Back at HQ, Carrie demonstrated once more her quickly identified the core issue. "He's still with us, but he needs to feel a sense of control; power," she told Quinn. Since Quinn had just flashed his empirically impressive keister to Carrie in his hospital room — which seemed like his version of the fifth grader who throws mud at the girl he likes — his directive to Carrie to "empower" Brody was a telling one. Methinks our bullet riddled Mr. Quinn has a bit of a crush.

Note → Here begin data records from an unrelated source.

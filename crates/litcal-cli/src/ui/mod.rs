//! TUI rendering — orchestrates all panes.

pub mod event_detail;
pub mod event_list;

use chrono::Utc;
use ratatui::{
  Frame,
  layout::{Constraint, Direction, Layout, Rect},
  style::{Color, Modifier, Style},
  text::{Line, Span},
  widgets::{Block, Borders, Paragraph},
};

use crate::app::{App, Screen};

// ─── Root draw ────────────────────────────────────────────────────────────────

/// Main draw function called each frame.
pub fn draw(f: &mut Frame, app: &App) {
  let rows = Layout::default()
    .direction(Direction::Vertical)
    .constraints([
      Constraint::Length(1), // header
      Constraint::Min(0),    // body
      Constraint::Length(1), // status bar
    ])
    .split(f.area());

  draw_header(f, rows[0], app);
  draw_body(f, rows[1], app);
  draw_status(f, rows[2], app);
}

// ─── Header ───────────────────────────────────────────────────────────────────

fn draw_header(f: &mut Frame, area: Rect, app: &App) {
  let date = Utc::now().with_timezone(&app.timezone).format("%Y-%m-%d").to_string();

  let left = Span::styled(
    " litcal  [m/M] month  [t] today  [/] search  [q] quit",
    Style::default()
      .fg(Color::White)
      .add_modifier(Modifier::BOLD),
  );
  let right = Span::styled(
    format!(
      "{} events · {} today · {} refs   {date} ",
      app.stats.total_events, app.stats.today_events, app.stats.total_references
    ),
    Style::default().fg(Color::Gray),
  );

  let pad = area
    .width
    .saturating_sub(left.width() as u16)
    .saturating_sub(right.width() as u16);

  let line = Line::from(vec![left, Span::raw(" ".repeat(pad as usize)), right]);

  let block = Block::default().style(Style::default().bg(Color::DarkGray));
  let inner = block.inner(area);
  f.render_widget(block, area);
  f.render_widget(Paragraph::new(line), inner);
}

// ─── Body ─────────────────────────────────────────────────────────────────────

fn draw_body(f: &mut Frame, area: Rect, app: &App) {
  let cols = Layout::default()
    .direction(Direction::Horizontal)
    .constraints([Constraint::Percentage(40), Constraint::Percentage(60)])
    .split(area);

  event_list::draw(f, cols[0], app);

  if app.selected.is_some() {
    event_detail::draw(f, cols[1], app);
  } else {
    draw_empty_detail(f, cols[1]);
  }
}

fn draw_empty_detail(f: &mut Frame, area: Rect) {
  let block = Block::default()
    .title(" Detail ")
    .borders(Borders::ALL)
    .border_style(Style::default().fg(Color::DarkGray));
  let inner = block.inner(area);
  f.render_widget(block, area);
  f.render_widget(
    Paragraph::new("Select an event and press Enter.")
      .style(Style::default().fg(Color::DarkGray)),
    inner,
  );
}

// ─── Status bar ───────────────────────────────────────────────────────────────

fn draw_status(f: &mut Frame, area: Rect, app: &App) {
  let (mode_label, hints) = match &app.screen {
    _ if app.confirm_delete => ("CONFIRM", ""),
    Screen::EventList if app.filter_active => {
      ("SEARCH", "Type to filter  Esc cancel  Enter select")
    }
    Screen::EventList => (
      "NORMAL",
      "↑↓/jk navigate  Enter detail  d delete  r reload  q quit",
    ),
    Screen::EventDetail => (
      "DETAIL",
      "↑↓/jk scroll  [ prev  ] next  d delete  Esc back  q quit",
    ),
  };

  let status = if app.status_msg.is_empty() {
    hints.to_string()
  } else {
    app.status_msg.clone()
  };

  let mode_color = if app.confirm_delete { Color::Red } else { Color::Cyan };
  let mode_span = Span::styled(
    format!(" {mode_label} "),
    Style::default()
      .fg(Color::Black)
      .bg(mode_color)
      .add_modifier(Modifier::BOLD),
  );
  let hint_span = Span::styled(format!("  {status}"), Style::default().fg(Color::Gray));

  f.render_widget(
    Paragraph::new(Line::from(vec![mode_span, hint_span]))
      .style(Style::default().bg(Color::Black)),
    area,
  );
}
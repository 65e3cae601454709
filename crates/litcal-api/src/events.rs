//! Handlers for `/events` endpoints.
//!
//! | Method   | Path            | Notes |
//! |----------|-----------------|-------|
//! | `GET`    | `/events`       | Optional `?month=1..12`; always includes stats |
//! | `POST`   | `/events`       | Body: `{day, month, title, event_type?, description?, year?}` |
//! | `GET`    | `/events/{id}`  | 404 if not found |
//! | `PUT`    | `/events/{id}`  | Only `title`, `description`, `year` are applied |
//! | `DELETE` | `/events/{id}`  | Removes the event's references too |

use axum::{
  Json,
  extract::{
    Path, Query, State,
    rejection::{JsonRejection, PathRejection, QueryRejection},
  },
  http::StatusCode,
  response::IntoResponse,
};
use litcal_core::{
  event::{DEFAULT_EVENT_TYPE, Event, EventPatch, EventStats, NewEvent},
  store::CalendarStore,
};
use serde::{Deserialize, Serialize};
use serde_json::json;

use crate::{
  ApiState,
  error::ApiError,
  input::{IntInput, double_option, narrow, optional_int, required_int},
};

// ─── List ────────────────────────────────────────────────────────────────────

#[derive(Debug, Deserialize)]
pub struct ListParams {
  pub month: Option<String>,
}

#[derive(Debug, Serialize)]
pub struct ListResponse {
  pub events: Vec<Event>,
  pub stats:  EventStats,
}

/// `GET /events[?month=<1..12>]`
pub async fn list<S: CalendarStore>(
  State(state): State<ApiState<S>>,
  params: Result<Query<ListParams>, QueryRejection>,
) -> Result<Json<ListResponse>, ApiError> {
  let Query(params) = params?;
  // `?month=` with no value means no filter.
  let month = optional_int("month", params.month.map(IntInput::Text))?
    .map(|m| narrow::<u32>("month", m))
    .transpose()?;

  let events = state
    .store
    .list_events(month)
    .await
    .map_err(ApiError::from_store)?;
  let stats = state
    .store
    .stats(state.today())
    .await
    .map_err(ApiError::from_store)?;
  Ok(Json(ListResponse { events, stats }))
}

// ─── Create ──────────────────────────────────────────────────────────────────

#[derive(Debug, Deserialize)]
pub struct CreateBody {
  pub day:         Option<IntInput>,
  pub month:       Option<IntInput>,
  pub year:        Option<IntInput>,
  #[serde(default)]
  pub title:       String,
  pub description: Option<String>,
  pub event_type:  Option<String>,
}

impl CreateBody {
  fn into_new_event(self) -> Result<NewEvent, ApiError> {
    let event_type = self
      .event_type
      .filter(|t| !t.trim().is_empty())
      .unwrap_or_else(|| DEFAULT_EVENT_TYPE.to_owned());
    Ok(NewEvent {
      day: narrow("day", required_int("day", self.day)?)?,
      month: narrow("month", required_int("month", self.month)?)?,
      year: optional_int("year", self.year)?
        .map(|y| narrow("year", y))
        .transpose()?,
      title: self.title,
      description: self.description,
      event_type,
    })
  }
}

/// `POST /events`
pub async fn create<S: CalendarStore>(
  State(state): State<ApiState<S>>,
  body: Result<Json<CreateBody>, JsonRejection>,
) -> Result<impl IntoResponse, ApiError> {
  let Json(body) = body?;
  let event = state
    .store
    .create_event(body.into_new_event()?)
    .await
    .map_err(ApiError::from_store)?;
  Ok((
    StatusCode::CREATED,
    Json(json!({ "success": true, "event": event })),
  ))
}

// ─── Get one ─────────────────────────────────────────────────────────────────

/// `GET /events/{id}`
pub async fn get_one<S: CalendarStore>(
  State(state): State<ApiState<S>>,
  id: Result<Path<i64>, PathRejection>,
) -> Result<Json<Event>, ApiError> {
  let Path(id) = id?;
  let event = state
    .store
    .get_event(id)
    .await
    .map_err(ApiError::from_store)?
    .ok_or_else(|| ApiError::NotFound(format!("event {id} not found")))?;
  Ok(Json(event))
}

// ─── Update ──────────────────────────────────────────────────────────────────

/// Editable fields. Day, month and event type are not listed, so any such
/// keys in the body are ignored.
#[derive(Debug, Deserialize)]
pub struct UpdateBody {
  pub title:       Option<String>,
  #[serde(default, deserialize_with = "double_option")]
  pub description: Option<Option<String>>,
  #[serde(default, deserialize_with = "double_option")]
  pub year:        Option<Option<IntInput>>,
}

impl UpdateBody {
  fn into_patch(self) -> Result<EventPatch, ApiError> {
    let year = match self.year {
      None => None,
      Some(None) => Some(None),
      Some(Some(y)) => Some(
        optional_int("year", Some(y))?
          .map(|y| narrow("year", y))
          .transpose()?,
      ),
    };
    Ok(EventPatch { title: self.title, description: self.description, year })
  }
}

/// `PUT /events/{id}`
pub async fn update<S: CalendarStore>(
  State(state): State<ApiState<S>>,
  id: Result<Path<i64>, PathRejection>,
  body: Result<Json<UpdateBody>, JsonRejection>,
) -> Result<impl IntoResponse, ApiError> {
  let Path(id) = id?;
  let Json(body) = body?;
  let event = state
    .store
    .update_event(id, body.into_patch()?)
    .await
    .map_err(ApiError::from_store)?;
  Ok(Json(json!({ "success": true, "event": event })))
}

// ─── Delete ──────────────────────────────────────────────────────────────────

/// `DELETE /events/{id}`
pub async fn delete<S: CalendarStore>(
  State(state): State<ApiState<S>>,
  id: Result<Path<i64>, PathRejection>,
) -> Result<impl IntoResponse, ApiError> {
  let Path(id) = id?;
  state
    .store
    .delete_event(id)
    .await
    .map_err(ApiError::from_store)?;
  Ok(Json(json!({ "success": true })))
}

Before Carrie could meet up with Brody, though, she decided to empower Mike Faber — by kneecapping his investigation into Brody and Tom Walker. She told him of an impending terrorist attack, told him to "cease and f---ing desist," and then switched on the empathy. "You're emotional about Brody because you're in love with his wife," she said, cutting to the chase as only Carrie can. Mike, being a handsome loaf of generic white bread, put up a feeble protest, but eventually folded. "That was a long time ago," he mumbled. "Not really," Carrie said. "Not when you've chosen someone. Look Mike, it's hard wanting something, or someone, that you just can't have." Indeed, Carrie. Indeed. "I hope you get what you want," Carrie said as she was leaving — because if Mike gets what he wants, of course, maybe she can get what she wants too.
For a fleeting moment, in the sexiest scene yet in this rather unsexy season, she did. She met Brody in the woods outside the fundraiser (nevermind that the perimeter would've been covered by the Secret Service — Carrie is pretty squirrelly), and just let him talk. She listened to him talk about the uncomfortable conversation he'd just had with his host; how the man had seen a greatness and grace in Brody that Brody knew for a certainty was not there; how the man had actually served as a soldier in Vietnam instead of disappear into a hole for eight years and reemerge as a terrorist. "He didn't lose himself," Brody said, his eyes wide and brimming as he spoke more honestly about who he'd become than he had in ages. "Worst part of it is, he believes I'm like him. That guy is the man I could have been, if I hadn't..." He trailed off. Carrie took his hand. And they kissed, passionately.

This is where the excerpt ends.